Laughter; Breaking Down Barriers

What would life be without laughter? My life was full of it before chronic illnesses decided to move in, but over the last few years I can honestly say I have had many more laughs because of my disorder. Twitched and accidentally hit someone, tongue spasms, fallen over because I spasmed and lost my balance; all of these scenarios result in laughter, it has become my natural response. Yesterday an acquaintance was complementing my ability to cope, she mentioned how she didn’t know how I continued to deal with my mix of conditions day in and day out, and still be able to laugh. Now I acknowledge that not everyone would deal the same way as I do, but I cannot think of another way to cope.
Should I be angry, scared, terrified at the unknown implications of my disorders in the years to come? I’ll hold my hands up; I feel all of those emotions regularly. However, the sheer ridiculousness of the situations I have ended up in thanks to my dysfunctional body has ensured that these negative feelings are not consuming. Laughing, breaks down the emotional barriers that I put up whenever fear raises its grey head, and the barriers that others put up when they don’t know how to respond to what they have witnessed.
It is natural to see me spasm and hit something and for you to feel unsure how to react. We live in society where everyone is so easily offended, that people silently look the other way attempting to un-see the abnormal. If I am giggling at the hilarity of the situation, and let’s be frank it’s a painful but amusing moment, I would much rather you joined in. Laughter allows us to talk about what we are experiencing, it is a fantastic way to spread awareness. I’ve had friends who have mentioned they feel wrong for laughing. It would only be wrong if you were laughing at me, not if you are laughing with me. Don’t over-complicate a beautiful thing.

Chair…Twitch…Floor

When ill with any condition it can become very easy to allow yourself to be wrapped up in the negativity of it all. Recently I slipped, I fell off the positivity bandwagon if you will. I don’t think this slip is necessarily a bad thing. After all it is only natural that in life we have our highs and lows. Ironically it was Dystonia that reminded me to try and see the positive that does exist within and around the condition again.

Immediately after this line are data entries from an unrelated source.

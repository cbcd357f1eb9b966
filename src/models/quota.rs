//! Per-cohort quotas.

use serde::{Deserialize, Serialize};
use std::collections::BTreeMap;

use super::CohortKey;

/// Requested head-count per cohort.
///
/// Keys are cohort tags as the caller typed them; counts are signed so a
/// negative request can be reported instead of silently wrapping.
#[derive(Debug, Clone, Default, PartialEq, Eq, Serialize, Deserialize)]
#[serde(transparent)]
pub struct Quota {
    requests: BTreeMap<String, i64>,
}

impl Quota {
    /// Creates an empty quota.
    pub fn new() -> Self {
        Self::default()
    }

    /// Adds or replaces the request for a cohort.
    pub fn with(mut self, cohort: impl Into<String>, count: i64) -> Self {
        self.set(cohort, count);
        self
    }

    /// Sets the request for a cohort.
    pub fn set(&mut self, cohort: impl Into<String>, count: i64) {
        self.requests.insert(cohort.into(), count);
    }

    /// Raw request for a cohort tag.
    pub fn get(&self, cohort: &str) -> Option<i64> {
        self.requests.get(cohort).copied()
    }

    /// Raw `(tag, count)` pairs in tag order.
    pub fn iter(&self) -> impl Iterator<Item = (&str, i64)> {
        self.requests.iter().map(|(k, &v)| (k.as_str(), v))
    }

    /// Number of cohort entries.
    pub fn len(&self) -> usize {
        self.requests.len()
    }

    /// Whether no cohort has a request.
    pub fn is_empty(&self) -> bool {
        self.requests.is_empty()
    }

    /// Sum of all non-negative requests.
    pub fn total_requested(&self) -> usize {
        self.requests.values().map(|&v| v.max(0) as usize).sum()
    }

    /// Parsed requests, highest cohort first.
    ///
    /// Malformed keys and negative counts are skipped; run request
    /// validation first to surface them.
    pub fn cohorts_descending(&self) -> Vec<(CohortKey, usize)> {
        let mut cohorts: Vec<(CohortKey, usize)> = self
            .requests
            .iter()
            .filter_map(|(raw, &count)| {
                let key = CohortKey::parse(raw)?;
                usize::try_from(count).ok().map(|c| (key, c))
            })
            .collect();
        cohorts.sort_by(|a, b| b.0.cmp(&a.0));
        cohorts
    }
}

impl<K: Into<String>> FromIterator<(K, i64)> for Quota {
    fn from_iter<I: IntoIterator<Item = (K, i64)>>(iter: I) -> Self {
        let mut quota = Self::new();
        for (cohort, count) in iter {
            quota.set(cohort, count);
        }
        quota
    }
}
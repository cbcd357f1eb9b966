//! Input validation for allocation requests.
//!
//! Checks configuration before any allocation work begins. Detects:
//! - Negative quota counts
//! - Cohort keys that are not cohort numbers
//! - Two quota keys naming the same cohort (e.g., "4" and "๔")
//! - Inverted or non-finite height ranges
//! - Duplicate pool names when the pool rejects duplicates
//! - Unknown ranking policy identifiers
//!
//! All problems are collected, not just the first.

use serde::{Deserialize, Serialize};
use std::collections::HashMap;

use crate::constraints::Constraints;
use crate::models::{CandidatePool, CohortKey, DuplicateNamePolicy, Quota};
use crate::ranking::PolicyKind;

/// Validation result.
pub type ValidationResult = Result<(), Vec<ValidationError>>;

/// A validation error.
#[derive(Debug, Clone, PartialEq, Serialize, Deserialize)]
pub struct ValidationError {
    /// Error category.
    pub kind: ValidationErrorKind,
    /// Human-readable description.
    pub message: String,
}

/// Categories of validation errors.
#[derive(Debug, Clone, Copy, PartialEq, Eq, Serialize, Deserialize)]
pub enum ValidationErrorKind {
    /// A quota requests fewer than zero people.
    NegativeQuota,
    /// A quota key does not parse as a cohort.
    MalformedCohortKey,
    /// Two quota keys resolve to the same cohort.
    DuplicateCohort,
    /// Height range has min > max or a non-finite bound.
    InvalidHeightRange,
    /// Two pool rows share a normalized name under `Reject`.
    DuplicateCandidate,
    /// Ranking policy identifier is not recognised.
    UnknownPolicy,
}

impl ValidationError {
    /// Creates a validation error.
    pub fn new(kind: ValidationErrorKind, message: impl Into<String>) -> Self {
        Self {
            kind,
            message: message.into(),
        }
    }
}

/// Validates the inputs of an allocation.
///
/// Checks:
/// 1. No negative quota counts
/// 2. Every quota key parses as a cohort
/// 3. No two quota keys resolve to the same cohort
/// 4. Height range, if set, is finite and ordered
/// 5. No duplicate names when the pool uses [`DuplicateNamePolicy::Reject`]
///
/// # Returns
/// `Ok(())` if all checks pass, `Err(errors)` with all detected issues.
pub fn validate_request(
    pool: &CandidatePool,
    quotas: &Quota,
    constraints: &Constraints,
) -> ValidationResult {
    let mut errors = Vec::new();

    errors.extend(check_quotas(quotas));

    if let Some(range) = constraints.height_range {
        if !range.is_valid() {
            errors.push(ValidationError::new(
                ValidationErrorKind::InvalidHeightRange,
                format!(
                    "Height range [{}, {}] is not a valid interval",
                    range.min_cm, range.max_cm
                ),
            ));
        }
    }

    if pool.policy() == DuplicateNamePolicy::Reject {
        for name in pool.duplicates() {
            errors.push(ValidationError::new(
                ValidationErrorKind::DuplicateCandidate,
                format!("Duplicate candidate name: {name}"),
            ));
        }
    }

    if errors.is_empty() {
        Ok(())
    } else {
        Err(errors)
    }
}

/// Validates a ranking policy identifier.
pub fn validate_policy_name(name: &str) -> Result<PolicyKind, ValidationError> {
    name.parse::<PolicyKind>().map_err(|_| {
        ValidationError::new(
            ValidationErrorKind::UnknownPolicy,
            format!("Unknown ranking policy: '{name}'"),
        )
    })
}

fn check_quotas(quotas: &Quota) -> Vec<ValidationError> {
    let mut errors = Vec::new();
    let mut seen: HashMap<CohortKey, &str> = HashMap::new();

    for (raw, count) in quotas.iter() {
        if count < 0 {
            errors.push(ValidationError::new(
                ValidationErrorKind::NegativeQuota,
                format!("Quota for cohort '{raw}' is negative: {count}"),
            ));
        }

        match CohortKey::parse(raw) {
            None => errors.push(ValidationError::new(
                ValidationErrorKind::MalformedCohortKey,
                format!("Quota key '{raw}' is not a cohort number"),
            )),
            Some(key) => {
                if let Some(prev) = seen.insert(key, raw) {
                    errors.push(ValidationError::new(
                        ValidationErrorKind::DuplicateCohort,
                        format!("Quota keys '{prev}' and '{raw}' both name cohort {key}"),
                    ));
                }
            }
        }
    }

    errors
}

My left arm and shoulder spasms/twitches rather violently, flinging itself out to the side. I always hope silently whenever this happens that nobody is within hitting range. I have had one to many awkward apology conversations following such a spasm. It was following a rather forceful one in a hospital Costa last week that I found myself out of my chair and on the floor, slightly stunned, sore and in a complete fit of giggles. A small part of me knew that one flailing arm had tried to grab the table, in a useless uncoordinated attempt to stabilise myself.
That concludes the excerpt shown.